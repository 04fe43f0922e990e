//! Scripted in-memory `Transport` for unit tests.

use std::collections::{HashMap, VecDeque};
use std::sync::Mutex;

use async_trait::async_trait;
use pve_api::{Method, Params, Transport};

#[derive(Debug, Clone)]
pub(crate) enum Reply {
    Body(String),
    Status(u16, String),
}

#[derive(Debug, Clone)]
pub(crate) struct Call {
    pub method: Method,
    pub path: String,
    pub form: Option<Params>,
}

/// Replies are queued per `(method, path)`. The last queued reply for a
/// route is repeated once the queue is down to it.
#[derive(Default)]
pub(crate) struct ScriptedTransport {
    routes: Mutex<HashMap<(Method, String), VecDeque<Reply>>>,
    calls: Mutex<Vec<Call>>,
}

impl ScriptedTransport {
    pub fn new() -> Self {
        Self::default()
    }

    pub fn reply(self, method: Method, path: &str, body: &str) -> Self {
        self.push(method, path, Reply::Body(body.to_string()))
    }

    pub fn reply_status(self, method: Method, path: &str, status: u16, body: &str) -> Self {
        self.push(method, path, Reply::Status(status, body.to_string()))
    }

    fn push(self, method: Method, path: &str, reply: Reply) -> Self {
        self.routes
            .lock()
            .unwrap()
            .entry((method, path.to_string()))
            .or_default()
            .push_back(reply);
        self
    }

    pub fn calls(&self) -> Vec<Call> {
        self.calls.lock().unwrap().clone()
    }

    pub fn count(&self, method: Method, path: &str) -> usize {
        self.calls
            .lock()
            .unwrap()
            .iter()
            .filter(|c| c.method == method && c.path == path)
            .count()
    }
}

#[async_trait]
impl Transport for ScriptedTransport {
    async fn request(
        &self,
        method: Method,
        path: &str,
        form: Option<&Params>,
    ) -> pve_api::Result<String> {
        self.calls.lock().unwrap().push(Call {
            method: method.clone(),
            path: path.to_string(),
            form: form.cloned(),
        });

        let reply = {
            let mut routes = self.routes.lock().unwrap();
            match routes.get_mut(&(method, path.to_string())) {
                Some(queue) if queue.len() > 1 => queue.pop_front(),
                Some(queue) => queue.front().cloned(),
                None => None,
            }
        };

        match reply {
            Some(Reply::Body(body)) => Ok(body),
            Some(Reply::Status(code, body)) => Err(pve_api::Error::Api {
                path: path.to_string(),
                status: status_code(code),
                body,
            }),
            None => Err(pve_api::Error::Api {
                path: path.to_string(),
                status: status_code(501),
                body: "no scripted reply".into(),
            }),
        }
    }
}

fn status_code(code: u16) -> pve_api::StatusCode {
    pve_api::StatusCode::from_u16(code).unwrap()
}

pub(crate) const UPID: &str = "UPID:node7:00001234:0A1B2C3D:65F00000:qmstart:101:root@pam:";

pub(crate) fn status_path(upid: &str) -> String {
    let node = upid.split(':').nth(1).unwrap();
    format!("/nodes/{node}/tasks/{upid}/status")
}

pub(crate) const RUNNING: &str = r#"{"data":{"status":"running"}}"#;
pub(crate) const EXIT_OK: &str = r#"{"data":{"status":"stopped","exitstatus":"OK"}}"#;

pub(crate) fn submitted(upid: &str) -> String {
    format!(r#"{{"data":"{upid}"}}"#)
}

****************************************

Reproduce all data above, unchanged.

Written solution:
repository 04fe43f0922e990e
//! Scripted in-memory `Transport` for unit tests.

use std::collections::{HashMap, VecDeque};
use std::sync::Mutex;

use async_trait::async_trait;
use pve_api::{Method, Params, Transport};

#[derive(Debug, Clone)]
pub(crate) enum Reply {
    Body(String),
    Status(u16, String),
}

#[derive(Debug, Clone)]
pub(crate) struct Call {
    pub method: Method,
    pub path: String,
    pub form: Option<Params>,
}

/// Replies are queued per `(method, path)`. The last queued reply for a
/// route is repeated once the queue is down to it.
#[derive(Default)]
pub(crate) struct ScriptedTransport {
    routes: Mutex<HashMap<(Method, String), VecDeque<Reply>>>,
    calls: Mutex<Vec<Call>>,
}

impl ScriptedTransport {
    pub fn new() -> Self {
        Self::default()
    }

    pub fn reply(self, method: Method, path: &str, body: &str) -> Self {
        self.push(method, path, Reply::Body(body.to_string()))
    }

    pub fn reply_status(self, method: Method, path: &str, status: u16, body: &str) -> Self {
        self.push(method, path, Reply::Status(status, body.to_string()))
    }

    fn push(self, method: Method, path: &str, reply: Reply) -> Self {
        self.routes
            .lock()
            .unwrap()
            .entry((method, path.to_string()))
            .or_default()
            .push_back(reply);
        self
    }

    pub fn calls(&self) -> Vec<Call> {
        self.calls.lock().unwrap().clone()
    }

    pub fn count(&self, method: Method, path: &str) -> usize {
        self.calls
            .lock()
            .unwrap()
            .iter()
            .filter(|c| c.method == method && c.path == path)
            .count()
    }
}

#[async_trait]
impl Transport for ScriptedTransport {
    async fn request(
        &self,
        method: Method,
        path: &str,
        form: Option<&Params>,
    ) -> pve_api::Result<String> {
        self.calls.lock().unwrap().push(Call {
            method: method.clone(),
            path: path.to_string(),
            form: form.cloned(),
        });

        let reply = {
            let mut routes = self.routes.lock().unwrap();
            match routes.get_mut(&(method, path.to_string())) {
                Some(queue) if queue.len() > 1 => queue.pop_front(),
                Some(queue) => queue.front().cloned(),
                None => None,
            }
        };

        match reply {
            Some(Reply::Body(body)) => Ok(body),
            Some(Reply::Status(code, body)) => Err(pve_api::Error::Api {
                path: path.to_string(),
                status: status_code(code),
                body,
            }),
            None => Err(pve_api::Error::Api {
                path: path.to_string(),
                status: status_code(501),
                body: "no scripted reply".into(),
            }),
        }
    }
}

fn status_code(code: u16) -> pve_api::StatusCode {
    pve_api::StatusCode::from_u16(code).unwrap()
}

pub(crate) const UPID: &str = "UPID:node7:00001234:0A1B2C3D:65F00000:qmstart:101:root@pam:";

pub(crate) fn status_path(upid: &str) -> String {
    let node = upid.split(':').nth(1).unwrap();
    format!("/nodes/{node}/tasks/{upid}/status")
}

pub(crate) const RUNNING: &str = r#"{"data":{"status":"running"}}"#;
pub(crate) const EXIT_OK: &str = r#"{"data":{"status":"stopped","exitstatus":"OK"}}"#;

pub(crate) fn submitted(upid: &str) -> String {
    format!(r#"{{"data":"{upid}"}}"#)
}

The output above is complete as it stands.